[Information provided]
------------------------------------------------------------------------
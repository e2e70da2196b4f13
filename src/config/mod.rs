//! Configuration module
//!
//! Loads front-end and agent settings from a TOML file.

mod settings;

pub use settings::*;
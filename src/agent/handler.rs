//! Per-session handler
//!
//! Runs on its own thread and owns exactly one session socket, one pty pair
//! and one child process. The sequence is fixed:
//! read the command, hand over the pty master, spawn, supervise, report.

use std::os::fd::{AsFd, OwnedFd};

use nix::errno::Errno;
use nix::poll::{poll, PollFd, PollFlags, PollTimeout};
use nix::sys::socket::MsgFlags;
use nix::unistd::{getuid, User};
use tracing::{debug, error, info, info_span, warn};
use uuid::Uuid;

use crate::config::SessionSettings;
use crate::protocol::{
    recv_datagram, send_datagram, AgentMessage, CommandSpec, ProtocolResult, MAX_MESSAGE_SIZE,
};
use crate::pty::{spawn_failure_code, ChildCommand, PtyChild, PtyPair};

/// First argument replaced by the user's pager
pub const PAGER_SENTINEL: &str = "@pager";

/// First argument replaced by the user's editor
pub const EDITOR_SENTINEL: &str = "@editor";

/// How often (in milliseconds) the session socket is checked for hang-up
/// while the child runs
pub const HANGUP_POLL_INTERVAL_MS: u16 = 100;

/// How a session ended, as seen by the agent
#[derive(Debug, Clone, Copy, PartialEq, Eq)]
pub enum SessionOutcome {
    /// The exit code was delivered to the client
    Exited(i32),
    /// The session never got a pty (bad request or allocation failure)
    Aborted,
    /// The client went away; the child group was killed
    PeerGone,
}

/// Serves one session socket
#[derive(Debug)]
pub struct SessionHandler {
    id: Uuid,
    socket: OwnedFd,
    settings: SessionSettings,
}

impl SessionHandler {
    /// Create a handler for a freshly received session socket
    pub fn new(socket: OwnedFd, settings: SessionSettings) -> Self {
        Self {
            id: Uuid::new_v4(),
            socket,
            settings,
        }
    }

    /// Identifier used in logs
    pub fn id(&self) -> Uuid {
        self.id
    }

    /// Serve the session to completion
    ///
    /// Every descriptor the handler owns is closed when this returns.
    pub fn run(self) -> SessionOutcome {
        let span = info_span!("session", id = %self.id);
        let _enter = span.enter();

        let spec = match self.read_command() {
            Ok(spec) => spec,
            Err(e) => {
                warn!("Rejected session request: {}", e);
                return SessionOutcome::Aborted;
            }
        };

        if spec.wants_shell() {
            debug!("No command requested, starting a shell");
        }
        let CommandSpec {
            args,
            cwd,
            env,
            aux_fds,
        } = spec;
        let argv = resolve_command(args, &self.settings, login_shell(), |key| {
            std::env::var(key).ok()
        });
        debug!("Resolved command: {:?}", argv);

        let PtyPair { master, slave } = match PtyPair::open() {
            Ok(pty) => pty,
            Err(e) => {
                error!("{}", e);
                return SessionOutcome::Aborted;
            }
        };

        if let Err(e) = self.send_pty(master) {
            warn!("Failed to hand over pty: {}", e);
            return SessionOutcome::PeerGone;
        }

        let mut aux_fds = aux_fds.into_iter();
        let mut argv = argv.into_iter();
        let mut command = ChildCommand::new(argv.next().unwrap_or_default());
        command.args = argv.collect();
        command.cwd = cwd;
        command.term = self.settings.term.clone();
        command.env = env;
        command.stdin = aux_fds.next();

        let spawned = command.spawn(slave.as_fd());
        drop(slave);
        drop(aux_fds);

        let code = match spawned {
            Ok(mut child) => {
                info!("Started process {}", child.pid());
                match self.supervise(&mut child) {
                    Ok(code) => code,
                    Err(outcome) => return outcome,
                }
            }
            Err(e) => {
                let code = spawn_failure_code(&e);
                warn!("{} (reporting {})", e, code);
                code
            }
        };

        match self.send_exit(code) {
            Ok(()) => {
                info!("Session finished with code {}", code);
                SessionOutcome::Exited(code)
            }
            Err(e) => {
                warn!("Failed to report exit code {}: {}", code, e);
                SessionOutcome::PeerGone
            }
        }
    }

    fn read_command(&self) -> ProtocolResult<CommandSpec> {
        let datagram = recv_datagram(self.socket.as_fd(), MAX_MESSAGE_SIZE, MsgFlags::empty())?;
        CommandSpec::decode(datagram)
    }

    /// Send the master and close the local copy
    fn send_pty(&self, master: OwnedFd) -> ProtocolResult<()> {
        let payload = AgentMessage::pty_payload()?;
        send_datagram(self.socket.as_fd(), &payload, &[master.as_fd()])?;
        Ok(())
    }

    fn send_exit(&self, code: i32) -> ProtocolResult<()> {
        let payload = AgentMessage::exit_payload(code)?;
        send_datagram(self.socket.as_fd(), &payload, &[])?;
        Ok(())
    }

    /// Wait for the child while watching the session socket for hang-up
    ///
    /// On hang-up the whole process group is killed and reaped.
    fn supervise(&self, child: &mut PtyChild) -> Result<i32, SessionOutcome> {
        loop {
            match child.try_wait() {
                Ok(Some(code)) => return Ok(code),
                Ok(None) => {}
                Err(e) => {
                    error!("{}", e);
                    abandon(child);
                    return Err(SessionOutcome::Aborted);
                }
            }

            if self.peer_hung_up() {
                info!("Client went away, killing process group {}", child.pid());
                abandon(child);
                return Err(SessionOutcome::PeerGone);
            }
        }
    }

    /// Block up to one poll interval; true once the client closed its end
    fn peer_hung_up(&self) -> bool {
        // Hang-up and error are always reported, even with no requested events
        let mut fds = [PollFd::new(self.socket.as_fd(), PollFlags::empty())];
        match poll(&mut fds, PollTimeout::from(HANGUP_POLL_INTERVAL_MS)) {
            Ok(0) => false,
            Ok(_) => fds[0]
                .revents()
                .is_some_and(|events| events.intersects(PollFlags::POLLHUP | PollFlags::POLLERR)),
            Err(Errno::EINTR) => false,
            Err(e) => {
                warn!("Polling session socket failed: {}", e);
                true
            }
        }
    }
}

fn abandon(child: &mut PtyChild) {
    if let Err(e) = child.kill_group() {
        warn!("Failed to kill process group {}: {}", child.pid(), e);
    }
    match child.wait() {
        Ok(code) => debug!("Reaped abandoned process with code {}", code),
        Err(e) => warn!("Failed to reap abandoned process: {}", e),
    }
}

/// Turn the requested arguments into the argv to execute
///
/// An empty request runs `login_shell`, or the configured fallback shell.
/// A leading pager or editor sentinel is replaced by the user's program,
/// which may itself carry arguments (`PAGER="less -R"`).
pub fn resolve_command<F>(
    args: Vec<String>,
    settings: &SessionSettings,
    login_shell: Option<String>,
    lookup: F,
) -> Vec<String>
where
    F: Fn(&str) -> Option<String>,
{
    let non_empty = |key: &str| lookup(key).filter(|value| !value.trim().is_empty());

    let Some(first) = args.first() else {
        let shell = login_shell
            .filter(|shell| !shell.is_empty())
            .unwrap_or_else(|| settings.fallback_shell.clone());
        return vec![shell];
    };

    let replacement = match first.as_str() {
        PAGER_SENTINEL => non_empty("PAGER").unwrap_or_else(|| settings.pager.clone()),
        EDITOR_SENTINEL => non_empty("VISUAL")
            .or_else(|| non_empty("EDITOR"))
            .unwrap_or_else(|| settings.editor.clone()),
        _ => return args,
    };

    replacement
        .split_whitespace()
        .map(str::to_string)
        .chain(args.into_iter().skip(1))
        .collect()
}

/// Shell from the password database entry of the current user
pub fn login_shell() -> Option<String> {
    let user = User::from_uid(getuid()).ok().flatten()?;
    let shell = user.shell.to_string_lossy().into_owned();
    (!shell.is_empty()).then_some(shell)
}
//! Agent side of the session protocol
//!
//! The agent runs inside the execution context with its control socket at
//! descriptor 3. It accepts session sockets and serves each one on its own
//! thread: allocate a pty, spawn the command, report how it exited.

mod daemon;
mod daemonize;
mod handler;

pub use daemon::*;
pub use daemonize::*;
pub use handler::*;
------------------------------------------------------------------------
[What you have to do] Scan the lines above for "send_datagram(self.socket.as_fd(), &payload, &[])?;" and for "killed and reaped.". Repeat exactly the line holding each of them and every line in between.

[Task solution]
        send_datagram(self.socket.as_fd(), &payload, &[])?;
        Ok(())
    }

    /// Wait for the child while watching the session socket for hang-up
    ///
    /// On hang-up the whole process group is killed and reaped.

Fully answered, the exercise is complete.